Collected data entries:
^^^^^^^^^^^^^^^^

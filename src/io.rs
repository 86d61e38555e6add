use std::fs::File;
use std::io::Write;
use std::path::{Path, PathBuf};

use memmap2::Mmap;

use crate::error::SearchError;
use crate::scanner::Record;

const SEPARATOR_WIDTH: usize = 50;

/// How matching records are written out.
#[derive(Copy, Clone, Debug, PartialEq, Eq)]
pub enum OutputStyle {
    /// Human-readable blocks, one per record
    Text,
    /// One JSON object per line
    Json,
}

/// A read-only memory map of an input file.
///
/// Empty files are not mapped at all and behave as an empty buffer.
pub struct MappedFile {
    path: PathBuf,
    mmap: Option<Mmap>,
}

impl MappedFile {
    /// Opens and maps the file at `path`.
    ///
    /// # Errors
    ///
    /// * [`SearchError::NotFound`] if the file does not exist.
    /// * [`SearchError::Io`] if it cannot be opened, inspected or mapped.
    pub fn open(path: impl AsRef<Path>) -> Result<Self, SearchError> {
        let path = path.as_ref();
        let file = File::open(path).map_err(|e| SearchError::from_io(path, e))?;
        let len = file
            .metadata()
            .map_err(|e| SearchError::from_io(path, e))?
            .len();

        // SAFETY: the map is read-only and the file is not expected to be
        // modified while a search is running
        let mmap = match len {
            0 => None,
            _ => Some(unsafe { Mmap::map(&file) }.map_err(|e| SearchError::from_io(path, e))?),
        };

        debug!("Mapped {} ({len} bytes)", path.display());

        Ok(Self {
            path: path.to_path_buf(),
            mmap,
        })
    }

    pub fn path(&self) -> &Path {
        &self.path
    }

    pub fn bytes(&self) -> &[u8] {
        self.mmap.as_deref().unwrap_or(&[])
    }

    /// The whole file as UTF-8 text.
    ///
    /// # Errors
    ///
    /// Returns [`SearchError::Decode`] if any part of the file is not valid UTF-8.
    pub fn text(&self) -> Result<&str, SearchError> {
        std::str::from_utf8(self.bytes()).map_err(|source| SearchError::Decode {
            path: self.path.clone(),
            source,
        })
    }
}

/// Writes a single record as a human-readable block, followed by a separator line.
///
/// # Arguments
///
/// * `writer` - Any `std::io::Write`. A `std::io::Cursor` or `Vec<u8>` works for testing.
/// * `record` - The record to describe. The quality line is only written when
///   the record has a non-empty quality string.
pub fn write_record(writer: &mut impl Write, record: &Record) -> std::io::Result<()> {
    writeln!(writer, "Line number: {}", record.line_number)?;
    writeln!(writer, "Sequence name: {}", record.header)?;
    writeln!(writer, "Sequence data: {}", record.sequence)?;
    if let Some(quality) = record.quality.filter(|q| !q.is_empty()) {
        writeln!(writer, "Quality scores: {quality}")?;
    }
    writeln!(writer, "{}", "-".repeat(SEPARATOR_WIDTH))
}

/// Writes every match for `needle` in the requested style.
///
/// In text mode this includes the summary heading, or the "No sequences found"
/// message when `records` is empty. JSON mode writes only the records.
pub fn write_results(
    writer: &mut impl Write,
    records: &[Record],
    needle: &str,
    style: OutputStyle,
) -> anyhow::Result<()> {
    match style {
        OutputStyle::Text => {
            if records.is_empty() {
                writeln!(writer, "No sequences found containing '{needle}'")?;
                return Ok(());
            }

            writeln!(
                writer,
                "Found {} sequence(s) containing '{needle}':\n",
                records.len()
            )?;
            for record in records {
                write_record(writer, record)?;
            }
        }
        OutputStyle::Json => {
            for record in records {
                serde_json::to_writer(&mut *writer, record)?;
                writeln!(writer)?;
            }
        }
    }

    Ok(())
}
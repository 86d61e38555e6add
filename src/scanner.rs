//! Line-oriented record scanner for FASTA and FASTQ text.
//!
//! Records are produced lazily from a single pass over the buffer. Each
//! [`Record`] borrows its text from the buffer, so nothing is copied until the
//! caller decides to.

use memchr::memchr;
use serde::Serialize;

use crate::format::FileFormat;

/// A single record as found in the input.
#[derive(Serialize, Debug, Clone, Copy, PartialEq, Eq)]
pub struct Record<'a> {
    /// 1-based line number of the header line
    pub line_number: usize,
    /// The header line, without its leading `>` or `@`
    pub header: &'a str,
    pub sequence: &'a str,
    /// Only present for FASTQ records which have a quality line
    pub quality: Option<&'a str>,
}

/// Walks a buffer one `\n`-terminated line at a time, counting lines as it goes.
///
/// A final line without a trailing newline is still returned. A trailing
/// newline does not produce an extra empty line.
struct LineCursor<'a> {
    text: &'a str,
    pos: usize,
    lines: usize,
}

impl<'a> LineCursor<'a> {
    fn new(text: &'a str) -> Self {
        Self {
            text,
            pos: 0,
            lines: 0,
        }
    }

    /// Number of lines consumed so far.
    fn lines(&self) -> usize {
        self.lines
    }

    fn next_line(&mut self) -> Option<&'a str> {
        if self.pos >= self.text.len() {
            return None;
        }

        let rest = &self.text[self.pos..];
        // '\n' is ASCII, so slicing at its position stays on a char boundary
        let line = match memchr(b'\n', rest.as_bytes()) {
            Some(i) => {
                self.pos += i + 1;
                &rest[..i]
            }
            None => {
                self.pos = self.text.len();
                rest
            }
        };

        self.lines += 1;
        Some(line)
    }
}

/// Iterator over every record in a buffer. Created by [`scan`].
pub struct Records<'a> {
    cursor: LineCursor<'a>,
    format: FileFormat,
}

impl<'a> Records<'a> {
    /// Consumes the lines following a header and builds the record from them.
    ///
    /// Exactly `stride - 1` lines are consumed when available, so the cursor
    /// always lands on the line after the record regardless of what is emitted.
    fn read_body(&mut self, line_number: usize, header: &'a str) -> Option<Record<'a>> {
        // body[k] holds line (header + 1 + k)
        let mut body: [Option<&'a str>; 3] = [None; 3];
        for slot in body.iter_mut().take(self.format.stride() - 1) {
            *slot = self.cursor.next_line();
        }

        // a header with nothing after it is dropped
        let sequence = body[0]?.trim();
        let quality = self
            .format
            .quality_offset()
            .and_then(|offset| body[offset - 1])
            .map(str::trim);

        Some(Record {
            line_number,
            header,
            sequence,
            quality,
        })
    }
}

impl<'a> Iterator for Records<'a> {
    type Item = Record<'a>;

    fn next(&mut self) -> Option<Self::Item> {
        let marker = self.format.marker();

        while let Some(line) = self.cursor.next_line() {
            let line = line.trim();

            // blank lines and stray non-header lines are skipped one at a time
            let Some(header) = line.strip_prefix(marker) else {
                continue;
            };

            let line_number = self.cursor.lines();
            if let Some(record) = self.read_body(line_number, header) {
                return Some(record);
            }
        }

        None
    }
}

impl std::iter::FusedIterator for Records<'_> {}

/// Returns every record in `text`, in file order, without any filtering.
///
/// # Example
///
/// ```
/// use seqsearch::{format::FileFormat, scanner::scan};
///
/// let records: Vec<_> = scan(">seq1\nACGT\n", FileFormat::Fasta).collect();
/// assert_eq!(records[0].header, "seq1");
/// assert_eq!(records[0].line_number, 1);
/// ```
pub fn scan(text: &str, format: FileFormat) -> Records<'_> {
    Records {
        cursor: LineCursor::new(text),
        format,
    }
}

^^^^^^^^^^^^^^^^

*ACTIVITY*:
Repeat the data word for word.

*EXERCISE RESULT*:
filename src/io.rs
repository 86d61e38555e6add
use std::fs::File;
use std::io::Write;
use std::path::{Path, PathBuf};

use memmap2::Mmap;

use crate::error::SearchError;
use crate::scanner::Record;

const SEPARATOR_WIDTH: usize = 50;

/// How matching records are written out.
#[derive(Copy, Clone, Debug, PartialEq, Eq)]
pub enum OutputStyle {
    /// Human-readable blocks, one per record
    Text,
    /// One JSON object per line
    Json,
}

/// A read-only memory map of an input file.
///
/// Empty files are not mapped at all and behave as an empty buffer.
pub struct MappedFile {
    path: PathBuf,
    mmap: Option<Mmap>,
}

impl MappedFile {
    /// Opens and maps the file at `path`.
    ///
    /// # Errors
    ///
    /// * [`SearchError::NotFound`] if the file does not exist.
    /// * [`SearchError::Io`] if it cannot be opened, inspected or mapped.
    pub fn open(path: impl AsRef<Path>) -> Result<Self, SearchError> {
        let path = path.as_ref();
        let file = File::open(path).map_err(|e| SearchError::from_io(path, e))?;
        let len = file
            .metadata()
            .map_err(|e| SearchError::from_io(path, e))?
            .len();

        // SAFETY: the map is read-only and the file is not expected to be
        // modified while a search is running
        let mmap = match len {
            0 => None,
            _ => Some(unsafe { Mmap::map(&file) }.map_err(|e| SearchError::from_io(path, e))?),
        };

        debug!("Mapped {} ({len} bytes)", path.display());

        Ok(Self {
            path: path.to_path_buf(),
            mmap,
        })
    }

    pub fn path(&self) -> &Path {
        &self.path
    }

    pub fn bytes(&self) -> &[u8] {
        self.mmap.as_deref().unwrap_or(&[])
    }

    /// The whole file as UTF-8 text.
    ///
    /// # Errors
    ///
    /// Returns [`SearchError::Decode`] if any part of the file is not valid UTF-8.
    pub fn text(&self) -> Result<&str, SearchError> {
        std::str::from_utf8(self.bytes()).map_err(|source| SearchError::Decode {
            path: self.path.clone(),
            source,
        })
    }
}

/// Writes a single record as a human-readable block, followed by a separator line.
///
/// # Arguments
///
/// * `writer` - Any `std::io::Write`. A `std::io::Cursor` or `Vec<u8>` works for testing.
/// * `record` - The record to describe. The quality line is only written when
///   the record has a non-empty quality string.
pub fn write_record(writer: &mut impl Write, record: &Record) -> std::io::Result<()> {
    writeln!(writer, "Line number: {}", record.line_number)?;
    writeln!(writer, "Sequence name: {}", record.header)?;
    writeln!(writer, "Sequence data: {}", record.sequence)?;
    if let Some(quality) = record.quality.filter(|q| !q.is_empty()) {
        writeln!(writer, "Quality scores: {quality}")?;
    }
    writeln!(writer, "{}", "-".repeat(SEPARATOR_WIDTH))
}

/// Writes every match for `needle` in the requested style.
///
/// In text mode this includes the summary heading, or the "No sequences found"
/// message when `records` is empty. JSON mode writes only the records.
pub fn write_results(
    writer: &mut impl Write,
    records: &[Record],
    needle: &str,
    style: OutputStyle,
) -> anyhow::Result<()> {
    match style {
        OutputStyle::Text => {
            if records.is_empty() {
                writeln!(writer, "No sequences found containing '{needle}'")?;
                return Ok(());
            }

            writeln!(
                writer,
                "Found {} sequence(s) containing '{needle}':\n",
                records.len()
            )?;
            for record in records {
                write_record(writer, record)?;
            }
        }
        OutputStyle::Json => {
            for record in records {
                serde_json::to_writer(&mut *writer, record)?;
                writeln!(writer)?;
            }
        }
    }

    Ok(())
}
repository 86d61e38555e6add
filename src/scanner.rs
//! Line-oriented record scanner for FASTA and FASTQ text.
//!
//! Records are produced lazily from a single pass over the buffer. Each
//! [`Record`] borrows its text from the buffer, so nothing is copied until the
//! caller decides to.

use memchr::memchr;
use serde::Serialize;

use crate::format::FileFormat;

/// A single record as found in the input.
#[derive(Serialize, Debug, Clone, Copy, PartialEq, Eq)]
pub struct Record<'a> {
    /// 1-based line number of the header line
    pub line_number: usize,
    /// The header line, without its leading `>` or `@`
    pub header: &'a str,
    pub sequence: &'a str,
    /// Only present for FASTQ records which have a quality line
    pub quality: Option<&'a str>,
}

/// Walks a buffer one `\n`-terminated line at a time, counting lines as it goes.
///
/// A final line without a trailing newline is still returned. A trailing
/// newline does not produce an extra empty line.
struct LineCursor<'a> {
    text: &'a str,
    pos: usize,
    lines: usize,
}

impl<'a> LineCursor<'a> {
    fn new(text: &'a str) -> Self {
        Self {
            text,
            pos: 0,
            lines: 0,
        }
    }

    /// Number of lines consumed so far.
    fn lines(&self) -> usize {
        self.lines
    }

    fn next_line(&mut self) -> Option<&'a str> {
        if self.pos >= self.text.len() {
            return None;
        }

        let rest = &self.text[self.pos..];
        // '\n' is ASCII, so slicing at its position stays on a char boundary
        let line = match memchr(b'\n', rest.as_bytes()) {
            Some(i) => {
                self.pos += i + 1;
                &rest[..i]
            }
            None => {
                self.pos = self.text.len();
                rest
            }
        };

        self.lines += 1;
        Some(line)
    }
}

/// Iterator over every record in a buffer. Created by [`scan`].
pub struct Records<'a> {
    cursor: LineCursor<'a>,
    format: FileFormat,
}

impl<'a> Records<'a> {
    /// Consumes the lines following a header and builds the record from them.
    ///
    /// Exactly `stride - 1` lines are consumed when available, so the cursor
    /// always lands on the line after the record regardless of what is emitted.
    fn read_body(&mut self, line_number: usize, header: &'a str) -> Option<Record<'a>> {
        // body[k] holds line (header + 1 + k)
        let mut body: [Option<&'a str>; 3] = [None; 3];
        for slot in body.iter_mut().take(self.format.stride() - 1) {
            *slot = self.cursor.next_line();
        }

        // a header with nothing after it is dropped
        let sequence = body[0]?.trim();
        let quality = self
            .format
            .quality_offset()
            .and_then(|offset| body[offset - 1])
            .map(str::trim);

        Some(Record {
            line_number,
            header,
            sequence,
            quality,
        })
    }
}

impl<'a> Iterator for Records<'a> {
    type Item = Record<'a>;

    fn next(&mut self) -> Option<Self::Item> {
        let marker = self.format.marker();

        while let Some(line) = self.cursor.next_line() {
            let line = line.trim();

            // blank lines and stray non-header lines are skipped one at a time
            let Some(header) = line.strip_prefix(marker) else {
                continue;
            };

            let line_number = self.cursor.lines();
            if let Some(record) = self.read_body(line_number, header) {
                return Some(record);
            }
        }

        None
    }
}

impl std::iter::FusedIterator for Records<'_> {}

/// Returns every record in `text`, in file order, without any filtering.
///
/// # Example
///
/// ```
/// use seqsearch::{format::FileFormat, scanner::scan};
///
/// let records: Vec<_> = scan(">seq1\nACGT\n", FileFormat::Fasta).collect();
/// assert_eq!(records[0].header, "seq1");
/// assert_eq!(records[0].line_number, 1);
/// ```
pub fn scan(text: &str, format: FileFormat) -> Records<'_> {
    Records {
        cursor: LineCursor::new(text),
        format,
    }
}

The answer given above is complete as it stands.